Tuesday, September 13, 2011

Future Enterprise- Cyberwars

The Fortune top 2000 companies as well as Governments across the world are under serious cyber attack and it is likely to get much worse.
Cybercrime is a generic term for the illegal incursion and disruption at the national, enterprise and community level, of both cyber and physical assets. Cyber assets include the key information and knowledge resources, including the data, policies, reports, IP, algorithms and applications, programs and operational procedures, that a modern society in the 21st century relies on to operate and manage its business.
Physical assets include an increasing number of everyday objects and services controlled by computers and increasingly connected to the Internet including- infrastructure, manufacturing and production machinery, industrial control and communication centres, security systems, medical devices, electricity grids and meters, vehicles and transport systems as well as billions of consumer and industrial electronic devices.
Cybercrime is a relatively new phenomenon but because of its recent scale and game-changing implications for both government and industry it is rapidly becoming the dominant risk theme of the 21st century.
The opportunity for cyber attacks grows daily as corporations and governments continue to amass information about individuals in complex networks across the Web and at the same time new generations of cyber activists, some motivated purely by money and others by the desire to expose and destabilise corporations and governments, continue to hack into organisational secrets.
No enterprise, no matter how small or benign, will be safe from attack in the future, with an estimated 250,000 site breaches reported in the last few years including- EMC's RSA Security unit, the Public Broadcaster PBS, Sony's PlayStation network, Apple administration password database, the International Monetary Fund, South Korea's largest banks, the Spanish Police, US Senate, Texas Police Department, the CIA, Turkish and Malaysian governments, Google's Gmail, the Nokia forum site and Citibank's Credit Card accounts.

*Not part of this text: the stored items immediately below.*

use anyhow::{Context, Result};
use std::sync::Arc;
use vcn_registry_client::{ClientConfig, RegistryClient, Sha256MetaHasher};

use crate::session::{LocalSession, VcnHome};

/// Everything a command needs, built once at process start.
#[derive(Debug)]
pub struct AppContext {
    pub config: ClientConfig,
    pub session: Arc<LocalSession>,
    pub client: RegistryClient,
}

impl AppContext {
    pub fn from_env() -> Result<Self> {
        let home = VcnHome::from_env()?;
        home.create_dirs()?;
        tracing::debug!(home = %home.root().display(), "using vcn home");

        let config = ClientConfig::from_env().context("invalid registry configuration")?;
        let session = Arc::new(LocalSession::from_env(home.clone()));
        let client = RegistryClient::new(&config, session.clone(), Arc::new(Sha256MetaHasher))?;

        Ok(Self {
            config,
            session,
            client,
        })
    }
}
//! Wire names for the symbolic values exchanged with the registry.
//!
//! Every enum here maps each variant to exactly one canonical wire string.
//! The tables are exhaustive `match`es, so adding a variant without a name
//! is a compile error rather than a runtime gap.

use std::fmt;
use std::str::FromStr;

/// Who may query a submitted artifact.
#[derive(Debug, Clone, Copy, PartialEq, Eq, Hash)]
pub enum Visibility {
    Public,
    Private,
}

impl Visibility {
    pub const ALL: [Visibility; 2] = [Visibility::Public, Visibility::Private];

    pub fn name(self) -> &'static str {
        match self {
            Visibility::Public => "PUBLIC",
            Visibility::Private => "PRIVATE",
        }
    }

    pub fn from_name(name: &str) -> Option<Self> {
        Self::ALL.into_iter().find(|v| v.name() == name)
    }

    /// Maps the `--public` CLI flag onto a visibility.
    pub fn for_flag(public: bool) -> Self {
        if public {
            Visibility::Public
        } else {
            Visibility::Private
        }
    }
}

/// The attestor's declared trust verdict for an artifact.
#[derive(Debug, Clone, Copy, PartialEq, Eq, Hash)]
pub enum Status {
    Trusted,
    Untrusted,
    Unknown,
    Unsupported,
}

impl Status {
    pub const ALL: [Status; 4] = [
        Status::Trusted,
        Status::Untrusted,
        Status::Unknown,
        Status::Unsupported,
    ];

    pub fn name(self) -> &'static str {
        match self {
            Status::Trusted => "TRUSTED",
            Status::Untrusted => "UNTRUSTED",
            Status::Unknown => "UNKNOWN",
            Status::Unsupported => "UNSUPPORTED",
        }
    }

    pub fn from_name(name: &str) -> Option<Self> {
        Self::ALL.into_iter().find(|s| s.name() == name)
    }
}

/// Verification level of the publisher behind an artifact.
#[derive(Debug, Clone, Copy, PartialEq, Eq, Hash)]
pub enum Level {
    Disabled,
    Unknown,
    EmailVerified,
    SocialVerified,
    IdVerified,
    LocationVerified,
    Vchain,
}

impl Level {
    pub const ALL: [Level; 7] = [
        Level::Disabled,
        Level::Unknown,
        Level::EmailVerified,
        Level::SocialVerified,
        Level::IdVerified,
        Level::LocationVerified,
        Level::Vchain,
    ];

    pub fn name(self) -> &'static str {
        match self {
            Level::Disabled => "DISABLED",
            Level::Unknown => "UNKNOWN",
            Level::EmailVerified => "EMAIL_VERIFIED",
            Level::SocialVerified => "SOCIAL_VERIFIED",
            Level::IdVerified => "ID_VERIFIED",
            Level::LocationVerified => "LOCATION_VERIFIED",
            Level::Vchain => "VCHAIN",
        }
    }

    pub fn value(self) -> i64 {
        match self {
            Level::Disabled => -1,
            Level::Unknown => 0,
            Level::EmailVerified => 1,
            Level::SocialVerified => 2,
            Level::IdVerified => 3,
            Level::LocationVerified => 4,
            Level::Vchain => 99,
        }
    }

    /// Numbers the registry sends that we have no name for render as `Unknown`.
    pub fn from_value(value: i64) -> Self {
        Self::ALL
            .into_iter()
            .find(|l| l.value() == value)
            .unwrap_or(Level::Unknown)
    }
}

#[derive(Debug, Clone, PartialEq, Eq, thiserror::Error)]
#[error("unknown {kind} name: {name}")]
pub struct UnknownName {
    pub kind: &'static str,
    pub name: String,
}

macro_rules! wire_name_impls {
    ($ty:ident, $kind:literal) => {
        impl fmt::Display for $ty {
            fn fmt(&self, f: &mut fmt::Formatter<'_>) -> fmt::Result {
                f.write_str(self.name())
            }
        }

        impl FromStr for $ty {
            type Err = UnknownName;

            fn from_str(s: &str) -> Result<Self, Self::Err> {
                $ty::from_name(s).ok_or_else(|| UnknownName {
                    kind: $kind,
                    name: s.to_string(),
                })
            }
        }
    };
}

wire_name_impls!(Visibility, "visibility");
wire_name_impls!(Status, "status");

impl fmt::Display for Level {
    fn fmt(&self, f: &mut fmt::Formatter<'_>) -> fmt::Result {
        f.write_str(self.name())
    }
}
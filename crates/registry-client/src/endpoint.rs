use anyhow::{Context, Result};
use url::Url;

/// Path of the artifact collection, relative to the registry base URL.
const ARTIFACT_PATH: &str = "v1/artifact";

#[derive(Debug, Clone, PartialEq, Eq)]
pub struct RegistryEndpoint {
    /// Base URL with scheme, e.g. `https://api.codenotary.io/foundation`.
    pub base_url: Url,
}

impl RegistryEndpoint {
    pub fn parse(base_url: &str) -> Result<Self> {
        let url = Url::parse(base_url)
            .with_context(|| format!("invalid registry URL (expected https://...): {base_url}"))?;
        url.host_str().context("registry URL missing host")?;

        Ok(Self {
            base_url: strip_trailing_slash(url)?,
        })
    }

    fn base(&self) -> &str {
        self.base_url.as_str().trim_end_matches('/')
    }

    /// Root of the artifact collection.
    pub fn artifacts(&self) -> String {
        format!("{}/{ARTIFACT_PATH}", self.base())
    }

    /// Collection of artifacts submitted under `wallet_address`.
    ///
    /// Inputs are not validated; the registry rejects malformed addresses.
    pub fn artifacts_for_wallet(&self, wallet_address: &str) -> String {
        format!("{}/wallet/{wallet_address}", self.artifacts())
    }

    /// A single artifact identified by its content hash and metahash.
    pub fn artifact_for_hash(&self, hash: &str, meta_hash: &str) -> String {
        format!("{}/{hash}/{meta_hash}", self.artifacts())
    }
}

fn strip_trailing_slash(url: Url) -> Result<Url> {
    let s = url.as_str();
    if s.ends_with('/') && url.path() != "/" {
        Url::parse(s.trim_end_matches('/')).context("failed to normalize registry URL")
    } else {
        Ok(url)
    }
}
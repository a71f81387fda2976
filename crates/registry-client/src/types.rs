//! Request and response bodies exchanged with the registry.

use crate::mapping::{Level, Status, Visibility};
use serde::{Deserialize, Serialize};
use std::fmt;

/// A single attestation submission.
#[derive(Debug, Clone, PartialEq, Eq, Serialize, Deserialize)]
#[serde(rename_all = "camelCase")]
pub struct ArtifactRequest {
    pub name: String,
    pub hash: String,
    pub filename: String,
    pub file_size: i64,
    pub url: String,
    pub license: String,
    pub visibility: String,
    pub status: String,
    pub meta_hash: String,
}

/// The registry's view of a submitted artifact.
///
/// Every field defaults so a partially populated body still decodes.
#[derive(Debug, Clone, Default, PartialEq, Eq, Serialize, Deserialize)]
#[serde(rename_all = "camelCase", default)]
pub struct ArtifactResponse {
    pub name: String,
    pub hash: String,
    pub filename: String,
    pub file_size: u64,
    pub url: String,
    pub license: String,
    pub level: i64,
    pub visibility: String,
    pub status: String,
    pub publisher: String,
    pub count_verifications: u64,
    pub count_conflicts: u64,
    pub created_at: String,
}

impl ArtifactResponse {
    pub fn status(&self) -> Option<Status> {
        Status::from_name(&self.status)
    }

    pub fn visibility(&self) -> Option<Visibility> {
        Visibility::from_name(&self.visibility)
    }

    pub fn level(&self) -> Level {
        Level::from_value(self.level)
    }

    pub fn is_trusted(&self) -> bool {
        self.status() == Some(Status::Trusted)
    }
}

impl fmt::Display for ArtifactResponse {
    fn fmt(&self, f: &mut fmt::Formatter<'_>) -> fmt::Result {
        write!(
            f,
            "File:\t{}\nHash:\t{}\nStatus:\t{}\n\n",
            self.name, self.hash, self.status
        )
    }
}

/// List envelope. Pagination fields beyond `content` are ignored.
#[derive(Debug, Clone, Default, Deserialize)]
pub struct PagedArtifactResponse {
    #[serde(default)]
    pub content: Vec<ArtifactResponse>,
}

/// Structured error body returned on non-success responses.
#[derive(Debug, Clone, Default, PartialEq, Eq, Deserialize)]
pub struct ErrorBody {
    #[serde(default)]
    pub message: String,
    #[serde(default)]
    pub status: i64,
}
//! Registry client configuration.
//!
//! The stage picks default endpoints; `VCN_API_URL` overrides the registry
//! base URL for any stage.

use crate::endpoint::RegistryEndpoint;
use std::fmt;
use std::str::FromStr;
use std::time::Duration;

pub const DEFAULT_TIMEOUT_SECS: u64 = 30;
pub const DEFAULT_USER_AGENT: &str = concat!("vcn-registry-client/", env!("CARGO_PKG_VERSION"));

/// Deployment the client talks to.
#[derive(Debug, Clone, Copy, PartialEq, Eq, Default)]
pub enum Stage {
    #[default]
    Production,
    Staging,
    Test,
}

impl Stage {
    pub const ALL: [Stage; 3] = [Stage::Production, Stage::Staging, Stage::Test];

    pub fn name(self) -> &'static str {
        match self {
            Stage::Production => "PRODUCTION",
            Stage::Staging => "STAGING",
            Stage::Test => "TEST",
        }
    }

    pub fn api_url(self) -> &'static str {
        match self {
            Stage::Production => "https://api.codenotary.io/foundation",
            Stage::Staging => "https://api.staging.codenotary.io/foundation",
            Stage::Test => "http://localhost:3000/foundation",
        }
    }

    pub fn dashboard_url(self) -> &'static str {
        match self {
            Stage::Production => "https://dashboard.codenotary.io",
            Stage::Staging => "https://dashboard.staging.codenotary.io",
            Stage::Test => "http://localhost:3001",
        }
    }
}

impl fmt::Display for Stage {
    fn fmt(&self, f: &mut fmt::Formatter<'_>) -> fmt::Result {
        f.write_str(self.name())
    }
}

impl FromStr for Stage {
    type Err = ConfigError;

    /// Case-insensitive, so `VCN_STAGE=staging` works.
    fn from_str(s: &str) -> Result<Self, Self::Err> {
        Stage::ALL
            .into_iter()
            .find(|stage| stage.name().eq_ignore_ascii_case(s.trim()))
            .ok_or_else(|| ConfigError::UnknownStage(s.to_string()))
    }
}

#[derive(Debug, Clone)]
pub struct ClientConfig {
    pub stage: Stage,
    pub endpoint: RegistryEndpoint,
    /// Per-request timeout. There is no retry.
    pub timeout: Duration,
    /// Sent as `User-Agent` on every request.
    pub user_agent: String,
}

impl ClientConfig {
    /// Configuration pointing at `base_url`, e.g. a local mock server.
    pub fn with_base_url(base_url: &str) -> Result<Self, ConfigError> {
        Ok(Self {
            stage: Stage::Test,
            endpoint: parse_endpoint("base URL", base_url)?,
            timeout: Duration::from_secs(DEFAULT_TIMEOUT_SECS),
            user_agent: DEFAULT_USER_AGENT.to_string(),
        })
    }

    /// Load configuration from environment variables.
    ///
    /// Variables:
    /// - `VCN_STAGE` (default: `production`)
    /// - `VCN_API_URL` (default: the stage's registry URL)
    /// - `VCN_TIMEOUT_SECS` (default: 30)
    pub fn from_env() -> Result<Self, ConfigError> {
        Self::from_vars(|key| std::env::var(key).ok())
    }

    pub fn from_vars(var: impl Fn(&str) -> Option<String>) -> Result<Self, ConfigError> {
        let var = |key: &str| var(key).filter(|v| !v.trim().is_empty());

        let stage = match var("VCN_STAGE") {
            Some(s) => s.parse()?,
            None => Stage::default(),
        };
        let endpoint = match var("VCN_API_URL") {
            Some(url) => parse_endpoint("VCN_API_URL", &url)?,
            None => parse_endpoint("VCN_STAGE", stage.api_url())?,
        };
        let timeout_secs = match var("VCN_TIMEOUT_SECS") {
            Some(raw) => raw
                .trim()
                .parse::<u64>()
                .ok()
                .filter(|secs| *secs > 0)
                .ok_or(ConfigError::InvalidTimeout(raw))?,
            None => DEFAULT_TIMEOUT_SECS,
        };

        Ok(Self {
            stage,
            endpoint,
            timeout: Duration::from_secs(timeout_secs),
            user_agent: DEFAULT_USER_AGENT.to_string(),
        })
    }
}

fn parse_endpoint(var: &str, raw: &str) -> Result<RegistryEndpoint, ConfigError> {
    RegistryEndpoint::parse(raw)
        .map_err(|e| ConfigError::InvalidUrl(var.to_string(), format!("{e:#}")))
}

/// Configuration errors.
#[derive(Debug, thiserror::Error)]
pub enum ConfigError {
    #[error("unknown stage '{0}' (expected production, staging or test)")]
    UnknownStage(String),
    #[error("invalid URL for {0}: {1}")]
    InvalidUrl(String, String),
    #[error("invalid VCN_TIMEOUT_SECS '{0}' (expected a positive number of seconds)")]
    InvalidTimeout(String),
}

In the latest Norton Cybercrime Report, it was reported that breaches of various types claimed 431 million adult victims last year, with 73% of adults in the US alone incurring estimated financial losses of $US140 billion. As a criminal activity, cyber incursion is now almost as lucrative as the illegal drug trade. The total cost last year, including lost productivity and direct cash losses resulting from cyber attacks associated with viruses, malware and identity theft is estimated at $US 388 billion.
The security firm McAfee report listed a range of cybercrime technologies deployed including- denial of service attacks, malware, spam, phishing, social site engineering, mobile phone viruses, botnets and phone sms Trojan messages. Also more recently, hacking drones- remote controlled aerial vehicles which can automatically detect and compromise wireless networks, by locating a weak spot in a corporate internet connection have been developed. To make matters worse, the first flaws in the advanced encryption standard used for internet banking and financial transactions as well as Government secure transmission, have been discovered.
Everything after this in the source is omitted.